It may be a bit unfair, but there’s no escaping comparing Notre Dame De Paris, currently exploding on the stage of the David H. Koch Theater at Lincoln Center, with its immensely popular French-literature-inspired brethren Les Misérables and Phantom of the Opera.
All three are audience-pleasing spectacles with lusty, manipulative scores that hit the audience right between the eyes. The major difference involves how their stories are told. The latter two are constructed as bigger-than-life plots driven by bigger-than-life songs.

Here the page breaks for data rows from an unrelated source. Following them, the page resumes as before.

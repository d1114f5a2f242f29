use pretty_assertions::assert_eq;
use test_env_log::test;

use super::{normalize_index, normalize_range, Val};
use crate::gc::Gc;
use crate::runtime::Runtime;

fn runtime() -> Runtime {
    Runtime::with_builtins().expect("Failed to bootstrap runtime")
}

fn text(v: &Val) -> String {
    v.as_string()
        .expect("value should be a string")
        .as_str_lossy()
        .into_owned()
}

fn ints(rt: &Runtime, items: &[i64]) -> Gc<super::Array> {
    rt.make_array(items.iter().map(|&i| rt.make_int(i)))
}

fn int_items(array: &super::Array) -> Vec<i64> {
    array
        .to_vec()
        .iter()
        .map(|v| v.as_int().expect("element should be an int"))
        .collect()
}

#[test]
fn test_normalize_index() {
    assert_eq!(normalize_index(0, 3), Some(0));
    assert_eq!(normalize_index(2, 3), Some(2));
    assert_eq!(normalize_index(-1, 3), Some(2));
    assert_eq!(normalize_index(-3, 3), Some(0));
    assert_eq!(normalize_index(3, 3), None);
    assert_eq!(normalize_index(-4, 3), None);
    assert_eq!(normalize_index(0, 0), None);
    assert_eq!(normalize_index(-1, 0), None);
}

#[test]
fn test_normalize_range() {
    assert_eq!(normalize_range(1, 3, 5), Some((1, 3)));
    assert_eq!(normalize_range(-3, -1, 5), Some((2, 4)));
    assert_eq!(normalize_range(0, 100, 5), Some((0, 5)));
    assert_eq!(normalize_range(-100, 2, 5), Some((0, 2)));
    assert_eq!(normalize_range(3, 1, 5), None);
    assert_eq!(normalize_range(5, 9, 5), None);
    assert_eq!(normalize_range(10, 3, 5), None);
    assert_eq!(normalize_range(2, -10, 5), None);
    assert_eq!(normalize_range(-1, 0, 0), None);
    assert_eq!(normalize_range(0, 0, 0), None);
}

/// The slice length is `max(0, end - start)` after the endpoints are resolved.
#[test]
fn test_range_length_matches_resolved_endpoints() {
    let len = 4_i64;
    for start in -6..=6 {
        for end in -6..=6 {
            let mut s = if start < 0 { (start + len).max(0) } else { start };
            let mut e = if end < 0 { end + len } else { end };
            if e < s {
                e = s;
            }
            e = e.min(len);
            s = s.min(len);
            let expected = (e - s).max(0) as usize;

            let actual = normalize_range(start, end, len as usize).map_or(0, |(s, e)| e - s);
            assert_eq!(actual, expected, "range {}..{}", start, end);
        }
    }
}

#[test]
fn test_string_get() {
    let rt = runtime();
    let s = rt.make_string("hello");

    assert_eq!(text(&s.get(&rt, 0)), "h");
    assert_eq!(text(&s.get(&rt, 4)), "o");
    assert_eq!(text(&s.get(&rt, -1)), "o");
    assert_eq!(text(&s.get(&rt, -5)), "h");

    for i in 0..5 {
        assert_eq!(text(&s.get(&rt, i)), text(&s.get(&rt, i - 5)));
    }
}

#[test]
fn test_string_get_out_of_range_is_none() {
    let rt = runtime();
    let none = rt.make_none();
    let s = rt.make_string("abc");

    for i in [3, 4, 100, -4, -100] {
        let v = s.get(&rt, i);
        assert!(v.is_none(), "index {} should be out of range", i);
        assert!(v.ptr_eq(&none), "out of range returns the None singleton");
    }

    let empty = rt.make_string("");
    assert!(empty.get(&rt, 0).ptr_eq(&none));
    assert!(empty.get(&rt, -1).ptr_eq(&none));
}

#[test]
fn test_string_get_range() {
    let rt = runtime();
    let s = rt.make_string("hello");

    assert_eq!(*s.get_range(&rt, 1, 3), "el");
    assert_eq!(*s.get_range(&rt, -3, -1), "ll");
    assert_eq!(*s.get_range(&rt, 0, 100), "hello");
    assert_eq!(*s.get_range(&rt, -100, 2), "he");
    assert_eq!(*s.get_range(&rt, 3, 1), "");
    assert_eq!(*s.get_range(&rt, 5, 10), "");

    let empty = rt.make_string("");
    assert_eq!(*empty.get_range(&rt, -1, 0), "");
    assert_eq!(*empty.get_range(&rt, 0, 3), "");
}

#[test]
fn test_string_get_range_is_a_fresh_string() {
    let rt = runtime();
    let s = rt.make_string("hello");
    let whole = s.get_range(&rt, 0, 5);

    assert_eq!(*whole, *s);
    assert!(!Gc::ptr_eq(&whole, &s));
    assert_eq!(whole.type_id(), rt.types().string);
}

#[test]
fn test_string_bytes() {
    let rt = runtime();
    let s = rt.make_string(&b"a\0b"[..]);
    assert_eq!(s.len(), 3);
    assert_eq!(s.as_bytes(), b"a\0b");
    assert_eq!(text(&s.get(&rt, 1)), "\0");
}

#[test]
fn test_concat_strings() {
    let rt = runtime();
    let a = rt.make_string("foo");
    let b = rt.make_string("bar");
    let c = rt.concat_strings(&a, &b);
    assert_eq!(*c, "foobar");
    assert_eq!(c.len(), 6);
    assert_eq!(*a, "foo");
}

#[test]
fn test_array_with_capacity() {
    let rt = runtime();
    let a = rt.make_array_with_capacity(2, 8);
    assert_eq!(a.len(), 2);
    assert_eq!(a.capacity(), 8);
    assert_eq!(a.type_id(), rt.types().array);

    a.set(0, rt.make_int(10));
    a.set(1, rt.make_int(20));
    assert_eq!(int_items(&a), vec![10, 20]);

    // Stores past the length but inside the capacity do not extend the array.
    a.set(5, rt.make_int(60));
    assert_eq!(a.len(), 2);
    assert!(a.get(&rt, 5).is_none());
}

#[test]
fn test_array_capacity_below_length() {
    let rt = runtime();
    let a = rt.make_array_with_capacity(3, 1);
    assert_eq!(a.len(), 3);
    assert_eq!(a.capacity(), 3, "capacity is raised to the length");

    let none = rt.make_none();
    assert!(a.to_vec().iter().all(|v| v.ptr_eq(&none)));

    a.set(2, rt.make_int(30));
    assert_eq!(a.get(&rt, -1).as_int(), Some(30));
}

#[test]
#[should_panic(expected = "beyond capacity")]
fn test_array_set_beyond_capacity() {
    let rt = runtime();
    let a = rt.make_array_with_capacity(1, 1);
    a.set(1, rt.make_int(1));
}

#[test]
fn test_array_get() {
    let rt = runtime();
    let none = rt.make_none();
    let a = ints(&rt, &[1, 2, 3]);

    assert_eq!(a.get(&rt, 0).as_int(), Some(1));
    assert_eq!(a.get(&rt, -1).as_int(), Some(3));
    assert_eq!(a.get(&rt, -3).as_int(), Some(1));
    assert!(a.get(&rt, 3).ptr_eq(&none));
    assert!(a.get(&rt, -4).ptr_eq(&none));

    let element = a.get(&rt, 1);
    assert!(element.ptr_eq(&a.get(&rt, -2)), "get returns the stored reference");
}

#[test]
fn test_array_get_range() {
    let rt = runtime();
    let a = ints(&rt, &[1, 2, 3, 4, 5]);

    let mid = a.get_range(&rt, 1, 4);
    assert_eq!(int_items(&mid), vec![2, 3, 4]);
    assert_eq!(mid.capacity(), 3);

    let tail = a.get_range(&rt, -2, 100);
    assert_eq!(int_items(&tail), vec![4, 5]);

    let empty = a.get_range(&rt, 4, 2);
    assert_eq!(empty.len(), 0);
    assert_eq!(empty.capacity(), 1);
    assert_eq!(empty.type_id(), rt.types().array);
}

#[test]
fn test_array_slice_shares_elements() {
    let rt = runtime();
    let inner = ints(&rt, &[1]);
    let outer = rt.make_array([Val::from(inner.clone()), rt.make_int(2)]);
    let slice = outer.get_range(&rt, 0, 2);

    // Mutating a shared element shows through both arrays.
    inner.set(0, rt.make_int(100));
    for array in [&outer, &slice] {
        let seen = array.get(&rt, 0);
        let seen = seen.as_array().expect("element should be an array");
        assert_eq!(int_items(seen), vec![100]);
    }

    // Reassigning a slot only touches one array.
    slice.set(1, rt.make_int(3));
    assert_eq!(outer.get(&rt, 1).as_int(), Some(2));
    assert_eq!(slice.get(&rt, 1).as_int(), Some(3));
    outer.set(0, rt.make_none());
    assert!(slice.get(&rt, 0).as_array().is_some());
}

#[test]
fn test_array_push() {
    let rt = runtime();
    let a = rt.make_array(Vec::new());
    assert_eq!(a.capacity(), 1);

    for i in 0..5 {
        a.push(&rt, rt.make_int(i));
    }
    assert_eq!(int_items(&a), vec![0, 1, 2, 3, 4]);
    assert_eq!(a.capacity(), 8);
}

#[test]
fn test_instance_fields() {
    let rt = runtime();
    let point = rt.make_instance(crate::gc::TypeId(6), vec![rt.make_int(1), rt.make_int(2)]);

    assert_eq!(point.field_count(), 2);
    assert_eq!(point.field(1).and_then(|v| v.as_int()), Some(2));
    assert!(point.field(2).is_none());

    let old = point.set_field(0, rt.make_int(10));
    assert_eq!(old.and_then(|v| v.as_int()), Some(1));
    assert_eq!(point.field(0).and_then(|v| v.as_int()), Some(10));
    assert!(point.set_field(5, rt.make_none()).is_none());
}

#[test]
fn test_val_accessors() {
    let rt = runtime();
    assert_eq!(rt.make_int(7).as_int(), Some(7));
    assert_eq!(rt.make_int(7).as_float(), None);
    assert_eq!(rt.make_float(1.5).as_float(), Some(1.5));
    assert_eq!(rt.make_bool(true).as_bool(), Some(true));
    assert_eq!(rt.make_none().kind_name(), "None");
    assert_eq!(format!("{:?}", rt.make_int(7)), "7");
    assert_eq!(format!("{:?}", Val::from(rt.make_string("a"))), "\"a\"");
    assert_eq!(format!("{:?}", Val::from(ints(&rt, &[1, 2]))), "Array(len = 2)");
}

Notre Dame, on the other hand, is a series of very French pop songs that are the plot, storytelling not particularly effective due to their being sung in French, albeit with good translations flashed on several screens. There is very little non-sung dialogue. All the songs were brazenly amplified to rock concert level so that their ubiquitous crescendos and climaxes could be savored.
Based on the novel by Victor Hugo known in English as The Hunchback of Notre Dame, Notre Dame de Paris is written by Luc Plamondon and composed by Richard Cocciante, directed by Gilles Maheu, with energetic, eye-filling choreography by Martino Műller.
Poet, troubadour Gringoire (Gian Marco Schiaretti, long-haired, handsome with a powerful tenor voice) opens the proceedings with a thoughtful mini-treatise on the late 15th century and the eponymous church—“Le Temps des cathedrals.”
It seems that Paris was experiencing an influx of undocumented immigrants (“Les Sans-papiers”) just like present day France and, this country, these people were despised, particularly by the archdeacon of Notre Dame, Frollo (Daniel Lavoie, stalwart, a fine actor and singer).
The illegal alien theme joins a more mundane love story starring Esmeralda, an exotic gypsy (lovely, sinuous Hiba Tawaji) who attracts the romantic attention of Frollo, but who eyes the handsome, but out of reach, captain of the King’s cavalry, Phoebus (Yvan Pedneault, dapper and dashing with a beautiful carriage and voice). Phoebus has a fiancée, the fair, very jealous Fleur-de-Lys (Emma Lépine, making the best of a relatively small role).
The unofficial leader of the wretched refuse invading the cathedral is Clopin (the single-named Jay, who played the tough cookie as a big-voiced, observant rabble-rouser).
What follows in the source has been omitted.